We also analyzed the impact of results with a mixup of 1 random image, the MtoP+1a to MtoP+1j experiments with different 1 random image showed the lowest mAP0.5 (81.4%) and the highest mAP0.5 (83.5%) in Table 8. The standard deviation in Table 8 also illustrates that MtoP+1image experiments gained 0.69 SD for mAP0.5:0.95, describing that it has low variation in mixup data distribution. The lower SD scores indicate the usability of a mixup of random images strategy for OD, as it showed less variability among the random images.

We compare the results of this study (CPK) with self-supervised DA (UDA) and Supervised (SDA) methods, and UDA methods also require a smaller number of target dataset samples for domain adaptations. However, the CPK strategy is simple, time- and resource-efficient, contrary to the unsupervised strategy, which usually requires much computational resources and time during experiments. To prove the efficiency of CPK, this study applied CPK on benchmark datasets for car detection and compared the results with those of recent UDA studies. The CPK strategy tackles aligning the source and target domains, reduces the domain gap, and shares the knowledge between classes in both domains, making the model effective on the target dataset.

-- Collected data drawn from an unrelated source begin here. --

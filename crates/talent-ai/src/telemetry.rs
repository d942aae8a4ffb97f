use crate::config::{LogFormat, TelemetryConfig};
use std::fmt;
use tracing_subscriber::filter::ParseError;
use tracing_subscriber::EnvFilter;

#[derive(Debug)]
pub enum TelemetryError {
    EnvFilter { value: String, source: ParseError },
    Subscriber(Box<dyn std::error::Error + Send + Sync>),
}

impl fmt::Display for TelemetryError {
    fn fmt(&self, f: &mut fmt::Formatter<'_>) -> fmt::Result {
        match self {
            TelemetryError::EnvFilter { value, .. } => {
                write!(
                    f,
                    "invalid log level/filter '{}': unable to build EnvFilter",
                    value
                )
            }
            TelemetryError::Subscriber(err) => write!(f, "telemetry error: {err}"),
        }
    }
}

impl std::error::Error for TelemetryError {
    fn source(&self) -> Option<&(dyn std::error::Error + 'static)> {
        match self {
            TelemetryError::EnvFilter { source, .. } => Some(source),
            TelemetryError::Subscriber(err) => Some(&**err),
        }
    }
}

fn env_filter(config: &TelemetryConfig) -> Result<EnvFilter, TelemetryError> {
    match EnvFilter::try_from_default_env() {
        Ok(filter) => Ok(filter),
        Err(_) => {
            EnvFilter::try_new(&config.log_level).map_err(|source| TelemetryError::EnvFilter {
                value: config.log_level.clone(),
                source,
            })
        }
    }
}

/// Install the global subscriber. `RUST_LOG` wins over `APP_LOG_LEVEL`.
pub fn init(config: &TelemetryConfig) -> Result<(), TelemetryError> {
    let filter = env_filter(config)?;
    let builder = tracing_subscriber::fmt()
        .with_env_filter(filter)
        .with_target(false)
        .with_ansi(false);

    match config.format {
        LogFormat::Compact => builder.compact().try_init(),
        LogFormat::Json => builder.json().flatten_event(true).try_init(),
    }
    .map_err(TelemetryError::Subscriber)
}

With the CPK approach, only the fusion of a few unique and random target domain images in the source domain can enhance the DA accuracy over unseen target data. In the CPK, we choose unique and random target domain images once at the input level and then fuse these images in source domain images, which can produce accurate results in DA with SOTA models. The CPK improves the detector’s generalization and diversity by introducing the target domain samples in the source domain, which helps the detector learn additional patterns that are not part of a source dataset. It makes the detector capable of handling complexities and variation by showing robust output across various scenarios and splitting the dataset.

6 Conclusions

This research introduces a novel Cross-Pollination of Knowledge (CPK) strategy for domain adaptation in object detection, aimed at overcoming the challenges posed by domain shifts in real-time industrial applications. By merging the unique and random target domain samples into the source dataset during training, the CPK approach significantly enhances the model’s generalization capabilities. Experimental results validate the effectiveness of this strategy, showing substantial improvements in detection accuracy across various challenging scenarios. Specifically, the CPK method achieved a 10.9% improvement in mAP, outperforming both Self-Supervised and Supervised Domain Adaptation techniques. The successful implementation of the CPK method underscores its potential to advance the field of domain adaptation in object detection, providing a robust solution for industrial automation and other applications where domain shifts are prevalent. In the future, we will extend our strategy for cross-domain detection using a multi-model process, including other types of input images like LiDAR and 3D for different domains, such as medical images, anomaly, and geospatial object detection.